Signing¶
HMAC signing lets you create tamper-proof tokens that can be verified later without a database lookup. tortoise-auth ships a signing module built on HMAC-SHA256 with URL-safe base64 encoding, suitable for email-confirmation links, password-reset URLs, invite tokens, and any other scenario where you need a short-lived, stateless proof of authenticity.
How HMAC signing works¶
HMAC (Hash-based Message Authentication Code) combines a secret key with the message to produce a fixed-length digest. Only someone who possesses the same secret can reproduce the digest, which means:
- The recipient can verify that the token was created by your application.
- Any modification to the payload -- even a single character -- invalidates the signature.
tortoise-auth uses HMAC-SHA256 and encodes the resulting digest as URL-safe base64 (padding stripped). The signed output is a plain string safe for use in URLs, query parameters, and email links.

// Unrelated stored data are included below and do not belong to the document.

pub const PROFILE_PLACEHOLDER: &str = "PeopleDataLabs Profile: No data found or limited results";
pub const CONTACT_MATCH_PLACEHOLDER: &str = "Apollo Profile: No person data found";
pub const DOMAIN_SEARCH_PLACEHOLDER: &str = "Hunter.io Domain Analysis: No data found";
pub const WEB_SEARCH_PLACEHOLDER: &str = "Google Search Results: No data found";

// ============ Value helpers ============

/// Text of a scalar field: non-blank strings and numbers. Anything else is `None`.
fn scalar_text(value: Option<&Value>) -> Option<String> {
    match value? {
        Value::String(s) if !s.trim().is_empty() => Some(s.clone()),
        Value::Number(n) => Some(n.to_string()),
        _ => None,
    }
}

fn field(object: &Map<String, Value>, key: &str) -> Option<String> {
    scalar_text(object.get(key))
}

/// Yes/No for a boolean field.
fn flag(object: &Map<String, Value>, key: &str) -> Option<bool> {
    object.get(key).and_then(Value::as_bool)
}

/// List-valued field as strings: nulls skipped, a lone scalar becomes a
/// one-element list, objects are dropped. Blank values (`0`, `false`, `""`)
/// yield nothing.
fn list_field(value: Option<&Value>) -> Vec<String> {
    if is_blank(value) {
        return Vec::new();
    }
    match value {
        Some(Value::Array(items)) => items
            .iter()
            .filter_map(|item| match item {
                Value::Null => None,
                Value::String(s) => Some(s.clone()),
                other => Some(other.to_string()),
            })
            .collect(),
        Some(Value::String(s)) if !s.is_empty() => vec![s.clone()],
        Some(Value::Number(n)) => vec![n.to_string()],
        Some(Value::Bool(b)) => vec![b.to_string()],
        _ => Vec::new(),
    }
}

fn join_or_na(items: &[String]) -> String {
    if items.is_empty() {
        NOT_AVAILABLE.to_string()
    } else {
        items.join(", ")
    }
}

/// Joins a list-valued field with `", "`.
///
/// Null, missing or blank (`0`, `false`, `""`) → `N/A`; empty list → `N/A`;
/// list → non-null entries stringified and joined; any other non-list scalar
/// renders as itself.
pub fn safe_join(value: Option<&Value>) -> String {
    join_or_na(&list_field(value))
}

fn or_na(value: &Option<String>) -> &str {
    value.as_deref().unwrap_or(NOT_AVAILABLE)
}

fn yes_no(value: Option<bool>) -> &'static str {
    match value {
        Some(true) => "Yes",
        Some(false) => "No",
        None => NOT_AVAILABLE,
    }
}

/// Mirrors "empty means nothing": null, false, 0, "", [] and {}.
fn is_blank(value: Option<&Value>) -> bool {
    match value {
        None | Some(Value::Null) | Some(Value::Bool(false)) => true,
        Some(Value::String(s)) => s.is_empty(),
        Some(Value::Array(a)) => a.is_empty(),
        Some(Value::Object(o)) => o.is_empty(),
        Some(Value::Number(n)) => n.as_f64() == Some(0.0),
        Some(Value::Bool(true)) => false,
    }
}

/// The non-empty object stored under `key`, if any.
fn object_at<'a>(payload: &'a Value, key: &str) -> Option<&'a Map<String, Value>> {
    payload
        .get(key)
        .and_then(Value::as_object)
        .filter(|o| !o.is_empty())
}

/// First `max_chars` characters of `text`, always followed by the ellipsis.
pub fn truncate_snippet(text: &str, max_chars: usize) -> String {
    let mut out: String = text.chars().take(max_chars).collect();
    out.push_str(ELLIPSIS);
    out
}

// ============ Profile data (PeopleDataLabs) ============

#[derive(Debug, Clone, Default, PartialEq)]
pub struct ProfileRecord {
    pub full_name: Option<String>,
    pub job_title: Option<String>,
    pub company: Option<String>,
    pub locations: Vec<String>,
    pub linkedin_url: Option<String>,
    pub twitter_url: Option<String>,
    pub email: Option<String>,
    pub education: Option<String>,
    pub skills: Vec<String>,
    pub industry: Option<String>,
    pub job_start_date: Option<String>,
    pub experience_levels: Vec<String>,
}

impl ProfileRecord {
    /// Reads the `data` object of a person-enrich response.
    pub fn from_payload(payload: &Value) -> Option<Self> {
        let person = object_at(payload, "data")?;

        let email = person
            .get("emails")
            .and_then(Value::as_array)
            .and_then(|emails| emails.first())
            .and_then(Value::as_object)
            .and_then(|first| field(first, "address"));

        let education = person
            .get("education")
            .and_then(Value::as_array)
            .and_then(|schools| schools.first())
            .and_then(|first| first.get("school"))
            .and_then(Value::as_object)
            .and_then(|school| field(school, "name"));

        let mut skills = list_field(person.get("skills"));
        skills.truncate(MAX_SKILLS);

        Some(Self {
            full_name: field(person, "full_name"),
            job_title: field(person, "job_title"),
            company: field(person, "job_company_name"),
            locations: list_field(person.get("location_names")),
            linkedin_url: field(person, "linkedin_url"),
            twitter_url: field(person, "twitter_url"),
            email,
            education,
            skills,
            industry: field(person, "industry"),
            job_start_date: field(person, "job_start_date"),
            experience_levels: list_field(person.get("job_title_levels")),
        })
    }

    pub fn render(&self) -> String {
        format!(
            "PeopleDataLabs Profile:\n\
             - Name: {}\n\
             - Job Title: {}\n\
             - Company: {}\n\
             - Location: {}\n\
             - LinkedIn: {}\n\
             - Twitter: {}\n\
             - Email: {}\n\
             - Education: {}\n\
             - Skills: {}\n\
             - Industry: {}\n\
             - Job Start Date: {}\n\
             - Experience Level: {}",
            or_na(&self.full_name),
            or_na(&self.job_title),
            or_na(&self.company),
            join_or_na(&self.locations),
            or_na(&self.linkedin_url),
            or_na(&self.twitter_url),
            or_na(&self.email),
            or_na(&self.education),
            join_or_na(&self.skills),
            or_na(&self.industry),
            or_na(&self.job_start_date),
            join_or_na(&self.experience_levels),
        )
    }
}

// ============ Contact match (Apollo) ============

#[derive(Debug, Clone, Default, PartialEq)]
pub struct ContactMatchRecord {
    pub name: Option<String>,
    pub title: Option<String>,
    pub company: Option<String>,
    pub linkedin_url: Option<String>,
    pub twitter_url: Option<String>,
    pub email: Option<String>,
    pub phone: Option<String>,
    pub city: Option<String>,
}

impl ContactMatchRecord {
    /// Reads the `person` object of a people-match response.
    pub fn from_payload(payload: &Value) -> Option<Self> {
        let person = object_at(payload, "person")?;
        let company = person
            .get("organization")
            .and_then(Value::as_object)
            .and_then(|org| field(org, "name"));

        Some(Self {
            name: field(person, "name"),
            title: field(person, "title"),
            company,
            linkedin_url: field(person, "linkedin_url"),
            twitter_url: field(person, "twitter_url"),
            email: field(person, "email"),
            phone: field(person, "phone"),
            city: field(person, "city"),
        })
    }

    pub fn render(&self) -> String {
        format!(
            "Apollo Profile:\n\
             - Name: {}\n\
             - Title: {}\n\
             - Company: {}\n\
             - LinkedIn: {}\n\
             - Twitter: {}\n\
             - Email: {}\n\
             - Phone: {}\n\
             - Location: {}",
            or_na(&self.name),
            or_na(&self.title),
            or_na(&self.company),
            or_na(&self.linkedin_url),
            or_na(&self.twitter_url),
            or_na(&self.email),
            or_na(&self.phone),
            or_na(&self.city),
        )
    }
}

Quick start -- convenience functions¶
For the most common use case -- creating a signed token and verifying it later --
use the module-level make_token and verify_token helpers. Both functions wrap
TimestampSigner internally, so every token carries an embedded timestamp.
Creating a token¶
from tortoise_auth.signing import make_token
token = make_token("user-42")
# Example output: "user-42:MTcwOTI5MDAwMA:hK7z..."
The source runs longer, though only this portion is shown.